Penso alle norme a tutela degli stranieri, degli emarginati, dei disabili; alla cura dell’ambiente; alla tutela dei lavoratori. Inoltre, se pensiamo a tutta la normativa sul Giubileo, sull’anno sabbatico e quant’altro, credo che l’Ebraismo contenga insegnamenti molto profondi e di straordinaria attualità. Diceva Yochanan Ben Zakkay: “Se hai studiato molto la legge non vantartene, perché è per questo che sei stato creato”. Mi sembra che sia un’espressione che dia il senso del rapporto degli Ebrei con la legge. Importante è poi quello che è stato detto in occasione della presentazione di questo ciclo alla Corte Costituzionale dalla Presidente UCEI Noemi Di Segni, quando ha evidenziato che il progetto non vuole affrontare il tema “della Costituzione per gli ebrei”, ma quello “degli ebrei per la Costituzione”. Credo che questo sia un approccio molto significativo: gli Ebrei italiani devono essere partecipi dello sviluppo democratico del Paese. Io credo che, con gli insegnamenti fondamentali etici e morali che ci sono stati trasmessi di generazione in generazione, gli Ebrei siano in grado di portare un contributo importante. Nei secoli essi hanno contribuito con tutto il loro sapere e le loro competenze allo sviluppo della società nella quale vivevano, anche se, come sappiamo, ci sono stati momenti molto bui. In ogni caso, la componente ebraica è sempre stata fondamentale nella costruzione della cultura del Paese ed è parte fondamentale della storia italiana, come il MEIS sta raccontando con la sua vasta attività in campo espositivo, culturale ed educativo.

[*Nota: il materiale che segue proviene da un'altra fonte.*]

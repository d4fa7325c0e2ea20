use super::*;

impl<C: Clock, S: Scheduler> App<C, S> {
    fn history_len(&self) -> usize {
        self.session.cycles().len()
    }

    /// Move focus up in History view
    pub fn history_focus_up(&mut self) {
        let len = self.history_len();
        if len == 0 {
            return;
        }

        if let Some(idx) = self.focused_history_index {
            if idx > 0 {
                self.focused_history_index = Some(idx - 1);
            }
        } else {
            self.focused_history_index = Some(len - 1);
        }
    }

    /// Move focus down in History view
    pub fn history_focus_down(&mut self) {
        let len = self.history_len();
        if len == 0 {
            return;
        }

        if let Some(idx) = self.focused_history_index {
            if idx < len - 1 {
                self.focused_history_index = Some(idx + 1);
            }
        } else {
            self.focused_history_index = Some(0);
        }
    }

    /// Move focus by one rendered page.
    pub fn history_page(&mut self, down: bool) {
        let len = self.history_len();
        if len == 0 {
            return;
        }
        let page = self.history_view_height.max(1);
        let current = self.focused_history_index.unwrap_or(0);
        self.focused_history_index = Some(if down {
            (current + page).min(len - 1)
        } else {
            current.saturating_sub(page)
        });
    }

    /// Keep the focused row inside the visible window of `max_rows`.
    pub fn clamp_history_scroll(&mut self, max_rows: usize) {
        self.history_view_height = max_rows;
        let Some(focused) = self.focused_history_index else {
            return;
        };
        if max_rows == 0 {
            return;
        }
        if focused >= self.history_scroll + max_rows {
            self.history_scroll = focused + 1 - max_rows;
        }
        if focused < self.history_scroll {
            self.history_scroll = focused;
        }
    }
}

#[cfg(test)]
mod tests {
    use super::super::tests::test_app;
    use super::*;

    #[test]
    fn test_focus_moves_within_bounds() {
        let (mut app, _, _) = test_app();
        app.history_focus_down();
        assert_eq!(app.focused_history_index, None);

        for task in ["A", "B", "C"] {
            app.session.create_cycle(task, 5).unwrap();
            app.session.stop_active_cycle();
        }

        app.history_focus_down();
        assert_eq!(app.focused_history_index, Some(0));
        app.history_focus_down();
        app.history_focus_down();
        app.history_focus_down();
        assert_eq!(app.focused_history_index, Some(2));
        app.history_focus_up();
        assert_eq!(app.focused_history_index, Some(1));
    }

    #[test]
    fn test_scroll_follows_focus() {
        let (mut app, _, _) = test_app();
        for i in 0..10 {
            app.session.create_cycle(&format!("Task {}", i), 5).unwrap();
            app.session.stop_active_cycle();
        }

        app.focused_history_index = Some(7);
        app.clamp_history_scroll(4);
        assert_eq!(app.history_scroll, 4);

        app.focused_history_index = Some(1);
        app.clamp_history_scroll(4);
        assert_eq!(app.history_scroll, 1);
    }

    #[test]
    fn test_page_moves_by_last_rendered_height() {
        let (mut app, _, _) = test_app();
        for i in 0..10 {
            app.session.create_cycle(&format!("Task {}", i), 5).unwrap();
            app.session.stop_active_cycle();
        }
        app.clamp_history_scroll(4);

        app.history_page(true);
        assert_eq!(app.focused_history_index, Some(4));
        app.history_page(true);
        app.history_page(true);
        assert_eq!(app.focused_history_index, Some(9));
        app.history_page(false);
        assert_eq!(app.focused_history_index, Some(5));
    }
}
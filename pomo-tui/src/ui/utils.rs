use time::UtcOffset;

pub fn to_local_time(dt: time::OffsetDateTime) -> time::OffsetDateTime {
    if let Ok(local_offset) = UtcOffset::current_local_offset() {
        dt.to_offset(local_offset)
    } else {
        dt
    }
}

/// "HH:MM" in local time.
pub fn local_hh_mm(dt: time::OffsetDateTime) -> String {
    let t = to_local_time(dt).time();
    format!("{:02}:{:02}", t.hour(), t.minute())
}
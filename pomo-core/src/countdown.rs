use std::fmt;

use time::OffsetDateTime;

use crate::time_utils::{elapsed_seconds, format_mm_ss, remaining_seconds, split_minutes_seconds};
use crate::{Clock, Cycle, CycleId, CycleStore, Scheduler, TickToken, TICK_PERIOD};

/// Observable countdown state. Completion happens inside a single tick and
/// lands straight back in `Idle`.
#[derive(Debug, Clone, Copy, PartialEq, Eq)]
pub enum CountdownState {
    Idle,
    Running {
        cycle_id: CycleId,
        started_at: OffsetDateTime,
        target_seconds: i64,
        token: TickToken,
    },
}

/// What a tick did.
#[derive(Debug, Clone, Copy, PartialEq, Eq)]
pub enum TickOutcome {
    /// Stale token, idle engine, or a cycle that is no longer active.
    Ignored,
    /// Elapsed seconds recomputed, target not reached yet.
    Elapsed(i64),
    /// Target reached; the cycle was marked finished.
    Completed(CycleId),
}

/// Remaining time split for display.
#[derive(Debug, Clone, Copy, PartialEq, Eq, Default)]
pub struct Remaining {
    pub minutes: i64,
    pub seconds: i64,
}

impl Remaining {
    pub fn from_seconds(total: i64) -> Self {
        let (minutes, seconds) = split_minutes_seconds(total);
        Self { minutes, seconds }
    }
}

impl fmt::Display for Remaining {
    fn fmt(&self, f: &mut fmt::Formatter<'_>) -> fmt::Result {
        write!(f, "{:02}:{:02}", self.minutes, self.seconds)
    }
}

/// Drives the active cycle towards completion, one tick per second.
///
/// Elapsed time is always recomputed from the cycle's start date, so a late
/// or skipped tick never makes the countdown drift.
pub struct Countdown<S> {
    scheduler: S,
    state: CountdownState,
    elapsed_seconds: i64,
}

impl<S: Scheduler> Countdown<S> {
    pub fn new(scheduler: S) -> Self {
        Self {
            scheduler,
            state: CountdownState::Idle,
            elapsed_seconds: 0,
        }
    }

    /// Begin counting down `cycle`. Any previous schedule is cancelled first.
    pub fn start(&mut self, cycle: &Cycle) {
        self.cancel_schedule();
        let token = self.scheduler.schedule(TICK_PERIOD);
        self.state = CountdownState::Running {
            cycle_id: cycle.id,
            started_at: cycle.start_date,
            target_seconds: cycle.target_seconds(),
            token,
        };
        self.elapsed_seconds = 0;
    }

    /// Stop ticking and go back to `Idle`.
    pub fn stop(&mut self) {
        self.cancel_schedule();
        self.state = CountdownState::Idle;
        self.elapsed_seconds = 0;
    }

    /// Handle a tick from the scheduler.
    pub fn on_tick<C: Clock>(&mut self, token: TickToken, store: &mut CycleStore<C>) -> TickOutcome {
        let CountdownState::Running {
            cycle_id,
            started_at,
            target_seconds,
            token: current,
        } = self.state
        else {
            tracing::debug!(?token, "tick while idle ignored");
            return TickOutcome::Ignored;
        };

        if token != current {
            tracing::debug!(?token, ?current, "stale tick ignored");
            return TickOutcome::Ignored;
        }

        if store.active_cycle_id() != Some(cycle_id) {
            tracing::debug!(%cycle_id, "cycle no longer active, stopping countdown");
            self.stop();
            return TickOutcome::Ignored;
        }

        let elapsed = elapsed_seconds(started_at, store.now());
        if elapsed >= target_seconds {
            store.mark_active_cycle_finished();
            self.stop();
            return TickOutcome::Completed(cycle_id);
        }

        self.elapsed_seconds = elapsed;
        TickOutcome::Elapsed(elapsed)
    }

    pub fn state(&self) -> CountdownState {
        self.state
    }

    pub fn is_running(&self) -> bool {
        matches!(self.state, CountdownState::Running { .. })
    }

    pub fn elapsed_seconds(&self) -> i64 {
        self.elapsed_seconds
    }

    /// Seconds left on the running cycle, zero while idle.
    pub fn remaining_seconds(&self) -> i64 {
        match self.state {
            CountdownState::Running { target_seconds, .. } => {
                remaining_seconds(target_seconds, self.elapsed_seconds)
            }
            CountdownState::Idle => 0,
        }
    }

    pub fn remaining(&self) -> Remaining {
        Remaining::from_seconds(self.remaining_seconds())
    }

    /// Remaining time as `MM:SS`.
    pub fn display(&self) -> String {
        format_mm_ss(self.remaining_seconds())
    }

    fn cancel_schedule(&mut self) {
        if let CountdownState::Running { token, .. } = self.state {
            self.scheduler.cancel(token);
        }
    }
}
use crate::config::PomoConfig;
use pomo_core::{
    Clock, CycleError, IntervalScheduler, Pomodoro, Scheduler, SystemClock, TickOutcome,
    TickToken,
};

mod form;
mod history;
mod state;
pub use state::{FormField, TextInput, TimerSize, View};

pub struct App<C = SystemClock, S = IntervalScheduler> {
    pub running: bool,
    pub session: Pomodoro<C, S>,
    pub status_message: Option<String>,
    pub current_view: View,
    pub timer_size: TimerSize,

    // New-cycle form
    pub focused_field: FormField,
    pub task_input: TextInput,
    pub minutes_input: TextInput,
    pub task_suggestions: Vec<String>,
    pub suggestion_index: Option<usize>,
    pub default_minutes: u32,
    pub minutes_step: u32,

    // History view navigation
    pub focused_history_index: Option<usize>,
    pub history_scroll: usize,
    pub history_view_height: usize, // Rows visible in the last rendered table
}

impl<C: Clock, S: Scheduler> App<C, S> {
    pub fn new(session: Pomodoro<C, S>, cfg: &PomoConfig) -> Self {
        Self {
            running: true,
            session,
            status_message: None,
            current_view: View::Timer,
            timer_size: TimerSize::Large,
            focused_field: FormField::Task,
            task_input: TextInput::new(),
            minutes_input: TextInput::with_value(&cfg.default_minutes.to_string()),
            task_suggestions: cfg.task_suggestions.clone(),
            suggestion_index: None,
            default_minutes: cfg.default_minutes,
            minutes_step: cfg.minutes_step,
            focused_history_index: None,
            history_scroll: 0,
            history_view_height: 0,
        }
    }

    pub fn quit(&mut self) {
        self.running = false;
    }

    pub fn navigate_to(&mut self, view: View) {
        if view == View::History {
            self.focused_history_index = None;
            self.history_scroll = 0;
        }
        self.current_view = view;
    }

    pub fn toggle_timer_size(&mut self) {
        self.timer_size = match self.timer_size {
            TimerSize::Normal => TimerSize::Large,
            TimerSize::Large => TimerSize::Normal,
        };
    }

    pub fn set_status(&mut self, message: String) {
        self.status_message = Some(message);
    }

    pub fn clear_status(&mut self) {
        self.status_message = None;
    }

    pub fn is_running(&self) -> bool {
        self.session.is_running()
    }

    /// Start a cycle from the form contents. Validation problems end up in
    /// the status line and leave everything else untouched.
    pub fn submit_cycle(&mut self) {
        if self.is_running() {
            self.set_status("A cycle is already running (Ctrl+X to stop)".to_string());
            return;
        }

        let form = self.form();
        match self.session.submit(&form) {
            Ok(id) => {
                tracing::debug!(%id, "cycle submitted from form");
                self.reset_form();
                self.focused_field = FormField::Button;
                self.set_status(format!("Started: {}", form.task.trim()));
            }
            Err(CycleError::Validation(e)) => {
                self.set_status(format!("Cannot start: {}", e));
            }
            Err(e) => {
                self.set_status(format!("Error: {}", e));
            }
        }
    }

    /// Interrupt the running cycle.
    pub fn stop_cycle(&mut self) {
        match self.session.stop_active_cycle() {
            Some(_) => self.set_status("Cycle interrupted".to_string()),
            None => self.set_status("No active cycle to stop".to_string()),
        }
    }

    pub fn on_tick(&mut self, token: TickToken) {
        if let TickOutcome::Completed(id) = self.session.on_tick(token) {
            let task = self
                .session
                .cycles()
                .iter()
                .find(|cycle| cycle.id == id)
                .map(|cycle| cycle.task.clone())
                .unwrap_or_default();
            self.set_status(format!("Cycle completed: {}", task));
        }
    }

    /// Terminal title: remaining time while running.
    pub fn window_title(&self) -> String {
        match self.session.window_title() {
            Some(remaining) => format!("{} - pomo", remaining),
            None => "pomo".to_string(),
        }
    }

    /// Hint shown when no explicit status message is set.
    pub fn get_contextual_status(&self) -> String {
        if let Some(cycle) = self.session.active_cycle() {
            return format!("Focusing on {}", cycle.task);
        }
        if !self.form().can_submit() {
            return "Name a task to start a cycle".to_string();
        }
        "Ready - press Enter to start".to_string()
    }
}

#[cfg(test)]
pub(crate) mod tests {
    use super::*;
    use pomo_core::{CycleStatus, ManualClock, ManualScheduler};
    use time::macros::datetime;
    use time::Duration;

    pub(crate) fn test_app() -> (App<ManualClock, ManualScheduler>, ManualClock, ManualScheduler) {
        let clock = ManualClock::new(datetime!(2024-05-01 09:00 UTC));
        let scheduler = ManualScheduler::new();
        let session = Pomodoro::new(clock.clone(), scheduler.clone());
        (App::new(session, &PomoConfig::default()), clock, scheduler)
    }

    #[test]
    fn test_submit_starts_cycle_and_resets_form() {
        let (mut app, _, _) = test_app();
        app.task_input.set("Write report");

        app.submit_cycle();

        assert!(app.is_running());
        assert_eq!(app.task_input.value, "");
        assert_eq!(app.minutes_input.value, "25");
        assert_eq!(app.focused_field, FormField::Button);
        assert_eq!(app.window_title(), "25:00 - pomo");
        assert_eq!(app.status_message.as_deref(), Some("Started: Write report"));
    }

    #[test]
    fn test_submit_with_invalid_duration_shows_error() {
        let (mut app, _, scheduler) = test_app();
        app.task_input.set("Write report");
        app.minutes_input.set("3");

        app.submit_cycle();

        assert!(!app.is_running());
        assert!(!scheduler.is_scheduled());
        assert!(app.session.cycles().is_empty());
        assert!(app
            .status_message
            .as_deref()
            .is_some_and(|s| s.starts_with("Cannot start")));
        // Form keeps what the user typed
        assert_eq!(app.task_input.value, "Write report");
    }

    #[test]
    fn test_tick_completion_sets_status() {
        let (mut app, clock, scheduler) = test_app();
        app.task_input.set("Write report");
        app.minutes_input.set("5");
        app.submit_cycle();

        clock.advance(Duration::minutes(5));
        app.on_tick(scheduler.active_token().unwrap());

        assert!(!app.is_running());
        assert_eq!(app.window_title(), "pomo");
        assert_eq!(
            app.status_message.as_deref(),
            Some("Cycle completed: Write report")
        );
        assert_eq!(app.session.history().rows[0].status, CycleStatus::Completed);
    }

    #[test]
    fn test_stop_cycle_interrupts_and_is_idempotent() {
        let (mut app, _, _) = test_app();
        app.task_input.set("Write report");
        app.submit_cycle();

        app.stop_cycle();
        assert_eq!(app.status_message.as_deref(), Some("Cycle interrupted"));
        assert_eq!(
            app.session.history().rows[0].status,
            CycleStatus::Interrupted
        );

        app.stop_cycle();
        assert_eq!(
            app.status_message.as_deref(),
            Some("No active cycle to stop")
        );
    }

    #[test]
    fn test_contextual_status() {
        let (mut app, _, _) = test_app();
        assert_eq!(app.get_contextual_status(), "Name a task to start a cycle");
        app.task_input.set("Write report");
        assert_eq!(app.get_contextual_status(), "Ready - press Enter to start");
        app.submit_cycle();
        assert_eq!(app.get_contextual_status(), "Focusing on Write report");
    }
}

L’incontro di oggi precede di una settimana la data del 25 aprile; Torino è inoltre Città decorata alla medaglia d’oro alla Resistenza: perché oggi è ancora importante ricordare la festa della Liberazione? E perché lo è in particolare per noi ebrei?
Per noi la risposta direi che è scontata: il 25 Aprile è la data fondante della democrazia della nostra Repubblica, in quanto data della liberazione dal nazifascismo. Se questo vale per tutti i cittadini italiani, noi ebrei lo sentiamo in modo ancora più forte, perché la Liberazione segna la fine del giogo nazifascista che ha prodotto la tragedia della Shoah. Inoltre non dimentichiamo che noi Ebrei celebriamo ogni anno Pesach a pochi giorni di distanza dal 25 Aprile: da millenni ricordiamo in ogni generazione e raccontiamo ai nostri figli e nipoti la liberazione dalla schiavitù e l’uscita dall’Egitto. Nasciamo e viviamo imparando quello che è uno dei principi che resta iscritto nella nostra pelle, nel nostro cuore, nel nostro cervello: per questo a maggior ragione sentiamo anche l’importanza del 25 aprile.
Quest’anno la ricorrenza assume un colore particolare, visto che il nostro Paese è guidato da un governo fortemente conservatore, con radici nella destra post-fascista. A suo avviso il 25 aprile quest’anno sarà un momento condiviso da tutte le forze politiche?
Vorrei dire semplicemente che spero con tutto il cuore che la celebrazione del 25 aprile sia vissuta da tutti, a prescindere dall’appartenenza politica, come la Festa di un Paese tornato libero e democratico e garante dei diritti di tutti i suoi cittadini.